Saved data entries
--- START ---

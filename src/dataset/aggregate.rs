// src/dataset/aggregate.rs

use crate::dataset::{Dataset, DatasetError, CATEGORY_COLUMN};
use crate::geos::ZoneMap;
use std::collections::BTreeMap;

/// How rows are keyed on the chart's x-axis.
#[derive(Debug, Clone, Copy, PartialEq, Eq, Default)]
pub enum GroupBy {
    /// State column mapped through the zone table.
    #[default]
    Zone,
    /// Town column used as-is.
    Town,
}

impl GroupBy {
    pub fn from_param(raw: Option<&str>) -> Option<Self> {
        match raw {
            None | Some("") | Some("zone") => Some(GroupBy::Zone),
            Some("town") => Some(GroupBy::Town),
            _ => None,
        }
    }

    pub fn source_column(&self) -> &'static str {
        match self {
            GroupBy::Zone => "state",
            GroupBy::Town => "town",
        }
    }

    pub fn key_label(&self) -> &'static str {
        match self {
            GroupBy::Zone => "Zone",
            GroupBy::Town => "Town",
        }
    }

    pub fn as_param(&self) -> &'static str {
        match self {
            GroupBy::Zone => "zone",
            GroupBy::Town => "town",
        }
    }
}

#[derive(Debug, Clone, PartialEq, Eq)]
pub struct GroupedCount {
    pub key: String,
    pub category: String,
    pub count: usize,
}

/// Count rows per (key, category).
///
/// Fails with [`DatasetError::MissingColumns`] before counting anything if the
/// source or category column is absent. Rows with either cell blank are
/// skipped, so the counts sum to the rows that had both populated. Output is
/// ordered by key, then category.
pub fn count_by(
    dataset: &Dataset,
    group_by: GroupBy,
    zones: &ZoneMap,
) -> Result<Vec<GroupedCount>, DatasetError> {
    let Some(cols) = dataset.require_columns(&[group_by.source_column(), CATEGORY_COLUMN])? else {
        return Ok(Vec::new());
    };
    let (source_idx, category_idx) = (cols[0], cols[1]);

    let mut counts: BTreeMap<(String, String), usize> = BTreeMap::new();

    for row in dataset.rows() {
        let source = row.get(source_idx).unwrap_or("");
        let category = row.get(category_idx).unwrap_or("");
        // Whitespace only counts as blank; lookups use the cell verbatim.
        if source.trim().is_empty() || category.trim().is_empty() {
            continue;
        }

        let key = match group_by {
            GroupBy::Zone => zones.zone_of(source).as_str().to_string(),
            GroupBy::Town => source.to_string(),
        };

        *counts.entry((key, category.to_string())).or_default() += 1;
    }

    Ok(counts
        .into_iter()
        .map(|((key, category), count)| GroupedCount {
            key,
            category,
            count,
        })
        .collect())
}
use crate::config::Config;
use crate::domain::{HouseType, PropertyRecord};
use crate::predictor::service::{CategoryPredictor, PricePredictor};
use crate::predictor::{CategoricalField, PredictionError, PredictionService, Predictor};
use crate::state::AppState;
use astra::{Body, Request, Response};
use http::Method;
use std::io::Read;

/// Price model that always answers the same number.
pub struct FixedPrice(pub f64);

impl Predictor for FixedPrice {
    type Output = f64;

    fn predict(&self, _record: &PropertyRecord) -> Result<f64, PredictionError> {
        Ok(self.0)
    }
}

/// Category model that always answers the same raw label.
pub struct FixedCategory(pub u8);

impl Predictor for FixedCategory {
    type Output = u8;

    fn predict(&self, _record: &PropertyRecord) -> Result<u8, PredictionError> {
        Ok(self.0)
    }
}

/// Price model that was never fitted on anything.
pub struct Failing;

impl Predictor for Failing {
    type Output = f64;

    fn predict(&self, record: &PropertyRecord) -> Result<f64, PredictionError> {
        Err(PredictionError::UnseenCategory {
            field: CategoricalField::Town,
            value: record.town.clone(),
        })
    }
}

/// Price model that scores every town except one.
pub struct RejectsTown(pub &'static str);

impl Predictor for RejectsTown {
    type Output = f64;

    fn predict(&self, record: &PropertyRecord) -> Result<f64, PredictionError> {
        if record.town == self.0 {
            return Err(PredictionError::UnseenCategory {
                field: CategoricalField::Town,
                value: record.town.clone(),
            });
        }
        Ok(50_000_000.0 + f64::from(record.bedrooms) * 1_000_000.0)
    }
}

pub fn sample_record() -> PropertyRecord {
    PropertyRecord {
        bedrooms: 4,
        bathrooms: 4,
        toilets: 5,
        parking_space: 3,
        title: HouseType::DetachedDuplex,
        town: "Lekki".into(),
        state: "Lagos".into(),
    }
}

pub fn test_state(price: PricePredictor, category: CategoryPredictor) -> AppState {
    AppState::new(Config::default(), PredictionService::new(price, category))
        .unwrap_or_else(|e| panic!("test state failed: {e}"))
}

/// State whose models always answer ₦12,345,678.9 / Expensive.
pub fn fixed_state() -> AppState {
    test_state(Box::new(FixedPrice(12_345_678.9)), Box::new(FixedCategory(1)))
}

pub fn get(uri: &str) -> Request {
    http::Request::builder()
        .method(Method::GET)
        .uri(uri)
        .body(Body::empty())
        .unwrap()
}

pub fn post(uri: &str, content_type: &str, body: impl Into<String>) -> Request {
    http::Request::builder()
        .method(Method::POST)
        .uri(uri)
        .header("Content-Type", content_type)
        .body(Body::from(body.into()))
        .unwrap()
}

pub fn body_string(resp: Response) -> String {
    let mut body = String::new();
    resp.into_body().reader().read_to_string(&mut body).unwrap();
    body
}

pub fn body_bytes(resp: Response) -> Vec<u8> {
    let mut body = Vec::new();
    resp.into_body().reader().read_to_end(&mut body).unwrap();
    body
}
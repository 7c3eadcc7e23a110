//! House price dashboard
//!
//! Scores a property with two fitted models (price regressor, affordability
//! classifier) and charts uploaded datasets by geopolitical zone or town.
//!
//! Exit codes:
//!   0 - Clean shutdown, or `--check` / `--print-config` succeeded
//!   1 - Startup failed (config, catalog or model artifacts)

use crate::cli::Args;
use crate::config::Config;
use crate::responses::error_to_response;
use crate::router::handle;
use crate::state::AppState;
use astra::{Request, Server};
use tracing::{debug, error, info};
use tracing_subscriber::{EnvFilter, FmtSubscriber};

mod cli;
mod config;
mod dataset;
mod domain;
mod errors;
mod geos;
mod predictor;
mod responses;
mod router;
mod spreadsheets;
mod state;
mod templates;

#[cfg(test)]
mod tests;

fn main() {
    let args = Args::parse_args();

    if args.print_config {
        print!("{}", Config::default_toml());
        return;
    }

    // 1️⃣ Load configuration
    let mut config = match load_config(&args) {
        Ok(config) => config,
        Err(e) => {
            eprintln!("❌ {e}");
            std::process::exit(1);
        }
    };
    if let Some(addr) = &args.addr {
        config.server.addr = addr.clone();
    }

    init_logging(&args, &config);
    info!("House price dashboard v{}", env!("CARGO_PKG_VERSION"));
    debug!("Arguments: {:?}", args);

    // 2️⃣ Load both models and validate the lookup tables
    let state = match AppState::load(config) {
        Ok(state) => state,
        Err(e) => {
            error!("Startup failed: {e}");
            std::process::exit(1);
        }
    };

    if args.check {
        info!("Configuration, catalog and models look good");
        return;
    }

    // 3️⃣ Start the server
    let addr = state.config.server.addr.clone();
    let workers = state.config.server.max_workers.max(1);
    info!("Starting server at http://{addr} ({workers} worker(s))");

    let server = Server::bind(&addr).max_workers(workers);

    // 4️⃣ Serve requests, passing the shared state into the closure
    let result = server.serve(move |req: Request, _info| {
        let method = req.method().clone();
        let path = req.uri().path().to_owned();

        let resp = match handle(req, &state) {
            Ok(resp) => resp,
            Err(err) => error_to_response(err),
        };

        info!(%method, %path, status = resp.status().as_u16(), "request");
        resp
    });

    if let Err(e) = result {
        error!("Server ended with error: {e}");
        std::process::exit(1);
    }

    info!("Server shut down cleanly.");
}

/// Explicit `--config` must load; the default file is optional.
fn load_config(args: &Args) -> Result<Config, errors::StartupError> {
    if let Some(path) = &args.config {
        return Config::load(path);
    }
    Ok(Config::load_default()?.unwrap_or_default())
}

/// `RUST_LOG` wins, then `--verbose`, then the configured level.
fn init_logging(args: &Args, config: &Config) {
    let fallback = args
        .log_level()
        .map(|l| l.to_string().to_lowercase())
        .unwrap_or_else(|| config.logging.level.clone());

    let filter = EnvFilter::try_from_default_env().unwrap_or_else(|_| EnvFilter::new(fallback));

    let subscriber = FmtSubscriber::builder()
        .with_env_filter(filter)
        .with_target(false)
        .with_thread_ids(false)
        .with_file(false)
        .with_line_number(false)
        .compact()
        .finish();

    tracing::subscriber::set_global_default(subscriber).expect("Failed to set tracing subscriber");
}
use crate::dataset::{count_by, Dataset, DatasetError, GroupBy, GroupedCount};
use crate::domain::format_currency;
use crate::domain::record::{self, PropertyRecord};
use crate::errors::{ResultResp, ServerError};
use crate::responses::{html_response, json_response, text_response};
use crate::spreadsheets::export_grouped_counts_xlsx;
use crate::state::AppState;
use crate::templates::components::{
    dataset_result, prediction_card, prediction_failed, warning_notice,
};
use crate::templates::pages::{dashboard_page, DashboardVm};
use astra::Request;
use chrono::Utc;
use maud::Markup;
use serde_json::json;
use std::collections::HashMap;
use std::io::Read;
use tracing::{debug, warn};

pub fn handle(mut req: Request, state: &AppState) -> ResultResp {
    let method = req.method().as_str().to_owned();
    let path = req.uri().path().to_owned();
    let params = parse_query(&req);

    match (method.as_str(), path.as_str()) {
        ("GET", "/") => dashboard(&params, state),
        ("GET", "/predict") => predict_partial(&params, state),
        ("GET", "/api/predict") => predict_json(&params, state),
        ("POST", "/dataset") => match read_upload(&mut req, &params, state) {
            Ok(upload) => dataset_partial(&upload, state),
            Err(ServerError::Dataset(e)) => dataset_warning(&e),
            Err(e) => Err(e),
        },
        ("POST", "/dataset/export") => {
            let upload = read_upload(&mut req, &params, state)?;
            let (counts, _) = upload.aggregate(state)?;
            export_grouped_counts_xlsx(&counts, upload.group_by)
        }
        ("GET", "/health") => text_response(200, "ok"),
        _ => Err(ServerError::NotFound),
    }
}

fn dashboard(params: &HashMap<String, String>, state: &AppState) -> ResultResp {
    let inputs = &state.config.inputs;

    let (record, result) = if record::has_inputs(params) {
        let record = record::assemble(params, inputs)?;
        let result = prediction_markup(&record, state);
        (record, Some(result))
    } else {
        (record::assemble(&HashMap::new(), inputs)?, None)
    };

    let vm = DashboardVm {
        title: &state.config.display.title,
        sliders: record::sliders(inputs),
        record,
        result,
    };

    html_response(dashboard_page(&vm))
}

fn predict_partial(params: &HashMap<String, String>, state: &AppState) -> ResultResp {
    let record = record::assemble(params, &state.config.inputs)?;
    html_response(prediction_markup(&record, state))
}

/// Run both models; a failure becomes an inline notice, never an error page.
fn prediction_markup(record: &PropertyRecord, state: &AppState) -> Markup {
    match state.predictions.predict(record) {
        Ok(prediction) => {
            debug!(?record, price = prediction.price, category = %prediction.category, "Predicted");
            prediction_card(record, &prediction, &state.config.display.currency_symbol)
        }
        Err(e) => {
            warn!("Prediction failed for {record:?}: {e}");
            prediction_failed()
        }
    }
}

fn predict_json(params: &HashMap<String, String>, state: &AppState) -> ResultResp {
    let record = record::assemble(params, &state.config.inputs)?;

    match state.predictions.predict(&record) {
        Ok(prediction) => json_response(
            200,
            &json!({
                "record": record,
                "price": prediction.price,
                "price_display": format_currency(prediction.price, &state.config.display.currency_symbol),
                "category": prediction.category,
                "predicted_at": Utc::now().to_rfc3339(),
            }),
        ),
        Err(e) => {
            warn!("Prediction failed for {record:?}: {e}");
            json_response(
                422,
                &json!({ "error": "prediction failed", "detail": e.to_string() }),
            )
        }
    }
}

struct Upload {
    group_by: GroupBy,
    csv: Vec<u8>,
}

impl Upload {
    /// Grouped counts plus the number of data rows read.
    fn aggregate(&self, state: &AppState) -> Result<(Vec<GroupedCount>, usize), DatasetError> {
        let dataset = Dataset::from_csv(&self.csv)?;
        let counts = count_by(&dataset, self.group_by, &state.zones)?;
        Ok((counts, dataset.row_count()))
    }
}

/// Accept either a raw CSV body or a url-encoded form with a `csv` field.
/// `by` may come from the query string or the form.
fn read_upload(
    req: &mut Request,
    params: &HashMap<String, String>,
    state: &AppState,
) -> Result<Upload, ServerError> {
    let is_form = req
        .headers()
        .get("Content-Type")
        .and_then(|v| v.to_str().ok())
        .map(|v| v.starts_with(mime::APPLICATION_WWW_FORM_URLENCODED.as_ref()))
        .unwrap_or(false);

    let body = read_body(req, state.config.dataset.max_upload_bytes)?;

    let (by, csv) = if is_form {
        let form: HashMap<String, String> =
            url::form_urlencoded::parse(&body).into_owned().collect();
        let by = form.get("by").or_else(|| params.get("by")).cloned();
        let csv = form.get("csv").cloned().unwrap_or_default();
        (by, csv.into_bytes())
    } else {
        (params.get("by").cloned(), body)
    };

    let group_by = GroupBy::from_param(by.as_deref())
        .ok_or_else(|| ServerError::BadRequest("by must be 'zone' or 'town'".into()))?;

    Ok(Upload { group_by, csv })
}

/// Read the body, refusing anything over `limit` bytes.
fn read_body(req: &mut Request, limit: usize) -> Result<Vec<u8>, ServerError> {
    let mut buf = Vec::new();
    req.body_mut()
        .reader()
        .take(limit as u64 + 1)
        .read_to_end(&mut buf)
        .map_err(|e| {
            warn!("Failed to read request body: {e}");
            ServerError::InternalError
        })?;

    if buf.len() > limit {
        return Err(DatasetError::TooLarge { limit }.into());
    }
    Ok(buf)
}

fn dataset_partial(upload: &Upload, state: &AppState) -> ResultResp {
    match upload.aggregate(state) {
        Ok((counts, rows)) => {
            debug!(rows, groups = counts.len(), "Aggregated upload");
            html_response(dataset_result(&counts, upload.group_by, rows))
        }
        Err(e) => dataset_warning(&e),
    }
}

/// Missing columns, bad CSV or an oversized upload: warn inline, no chart.
fn dataset_warning(err: &DatasetError) -> ResultResp {
    warn!("Dataset upload not plotted: {err}");
    html_response(warning_notice(&err.to_string()))
}

fn parse_query(req: &Request) -> HashMap<String, String> {
    req.uri()
        .query()
        .map(|q| url::form_urlencoded::parse(q.as_bytes()).into_owned().collect())
        .unwrap_or_default()
}
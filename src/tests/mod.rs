mod router_tests;
pub mod utils;
// src/predictor/encoding.rs
//
// Turns a PropertyRecord into the dense row a fitted model expects: the
// numeric inputs in fit order, then one indicator column per fitted category
// value, field by field.

use crate::domain::PropertyRecord;
use crate::errors::StartupError;
use crate::predictor::{CategoricalField, NumericField, PredictionError};
use serde::Deserialize;
use std::fs;
use std::path::Path;

/// Category values seen at fit time, per categorical field.
#[derive(Debug, Clone, Default, Deserialize)]
pub struct Vocabulary {
    pub title: Vec<String>,
    pub town: Vec<String>,
    pub state: Vec<String>,
}

impl Vocabulary {
    pub fn get(&self, field: CategoricalField) -> &[String] {
        match field {
            CategoricalField::Title => &self.title,
            CategoricalField::Town => &self.town,
            CategoricalField::State => &self.state,
        }
    }

    /// Reject a record carrying a value the model never saw.
    pub fn check(&self, record: &PropertyRecord) -> Result<(), PredictionError> {
        for field in CategoricalField::ALL {
            let value = field.read(record);
            if !self.get(field).iter().any(|c| c == value) {
                return Err(PredictionError::UnseenCategory {
                    field,
                    value: value.to_string(),
                });
            }
        }
        Ok(())
    }

    pub fn validate(&self) -> Result<(), String> {
        for field in CategoricalField::ALL {
            let values = self.get(field);
            if values.is_empty() {
                return Err(format!("no fitted categories for '{field}'"));
            }
            for (i, v) in values.iter().enumerate() {
                if values[..i].contains(v) {
                    return Err(format!("'{field}' lists '{v}' twice"));
                }
            }
        }
        Ok(())
    }
}

#[derive(Debug, Clone, Deserialize)]
pub struct FeatureLayout {
    pub numeric: Vec<NumericField>,
    pub categories: Vocabulary,
}

impl FeatureLayout {
    pub fn load(path: &Path) -> Result<Self, StartupError> {
        let raw = fs::read_to_string(path).map_err(|source| StartupError::Read {
            path: path.to_path_buf(),
            source,
        })?;

        let layout: FeatureLayout =
            serde_json::from_str(&raw).map_err(|source| StartupError::Artifact {
                path: path.to_path_buf(),
                source,
            })?;

        layout
            .validate()
            .map_err(|reason| StartupError::InvalidArtifact {
                path: path.to_path_buf(),
                reason,
            })?;

        Ok(layout)
    }

    pub fn validate(&self) -> Result<(), String> {
        if self.numeric.is_empty() {
            return Err("layout has no numeric columns".into());
        }
        for (i, field) in self.numeric.iter().enumerate() {
            if self.numeric[..i].contains(field) {
                return Err(format!("numeric column {field:?} repeated"));
            }
        }
        self.categories.validate()
    }

    pub fn width(&self) -> usize {
        self.numeric.len()
            + CategoricalField::ALL
                .iter()
                .map(|f| self.categories.get(*f).len())
                .sum::<usize>()
    }

    pub fn encode(&self, record: &PropertyRecord) -> Result<Vec<f32>, PredictionError> {
        self.categories.check(record)?;

        let mut row = Vec::with_capacity(self.width());
        row.extend(self.numeric.iter().map(|f| f.read(record) as f32));
        for field in CategoricalField::ALL {
            let value = field.read(record);
            row.extend(
                self.categories
                    .get(field)
                    .iter()
                    .map(|c| if c == value { 1.0 } else { 0.0 }),
            );
        }
        Ok(row)
    }
}

#[cfg(test)]
mod tests {
    use super::*;
    use crate::tests::utils::sample_record;

    fn small_layout() -> FeatureLayout {
        serde_json::from_str(
            r#"{
                "numeric": ["bedrooms", "parking_space"],
                "categories": {
                    "title": ["Terraced Duplexes", "Detached Duplex"],
                    "town": ["Lekki", "Ikoyi"],
                    "state": ["Lagos"]
                }
            }"#,
        )
        .unwrap()
    }

    #[test]
    fn encodes_numeric_then_indicator_columns() {
        let layout = small_layout();
        assert_eq!(layout.width(), 7);

        let row = layout.encode(&sample_record()).unwrap();
        assert_eq!(row, vec![4.0, 3.0, 0.0, 1.0, 1.0, 0.0, 1.0]);
    }

    #[test]
    fn unseen_value_is_rejected_before_encoding() {
        let mut record = sample_record();
        record.state = "Kano".into();

        match small_layout().encode(&record).unwrap_err() {
            PredictionError::UnseenCategory { field, value } => {
                assert_eq!(field, CategoricalField::State);
                assert_eq!(value, "Kano");
            }
            other => panic!("unexpected error: {other}"),
        }
    }

    #[test]
    fn duplicate_or_empty_vocabulary_is_invalid() {
        let mut layout = small_layout();
        layout.categories.town.push("Lekki".into());
        assert!(layout.validate().is_err());

        let mut layout = small_layout();
        layout.categories.state.clear();
        assert!(layout.validate().is_err());

        let mut layout = small_layout();
        layout.numeric.push(NumericField::Bedrooms);
        assert!(layout.validate().is_err());
    }

    #[test]
    fn bundled_layout_covers_the_catalog() {
        let layout = FeatureLayout::load(Path::new("models/feature_layout.json")).unwrap();
        assert_eq!(layout.width(), 4 + 7 + 63 + 36);

        let row = layout.encode(&sample_record()).unwrap();
        assert_eq!(&row[..4], &[4.0, 4.0, 5.0, 3.0]);
        assert_eq!(row[4..].iter().filter(|v| **v == 1.0).count(), 3);
    }
}
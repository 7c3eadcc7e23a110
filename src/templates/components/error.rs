use maud::{html, Markup, PreEscaped, DOCTYPE};

const ERROR_STYLE: &str = r#"
body { font-family: system-ui, sans-serif; max-width: 720px; margin: 4rem auto; padding: 1rem; }
h1 { font-size: 2rem; margin-bottom: 1rem; }
p { font-size: 1.1rem; color: #444; }
"#;

/// Standalone error page for failures that replace the whole response.
pub fn error_page(status: u16, message: &str) -> Markup {
    html! {
        (DOCTYPE)
        html lang="en" {
            head {
                meta charset="utf-8";
                title { "Error " (status) }
                style { (PreEscaped(ERROR_STYLE)) }
            }
            body {
                h1 { "Error " (status) }
                p { (message) }
                p { a href="/" { "← Back to dashboard" } }
            }
        }
    }
}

--- END ---

(Work instruction): Using the entries above, determine how many lines include the string "addr" and write only that number.

(Solution): 5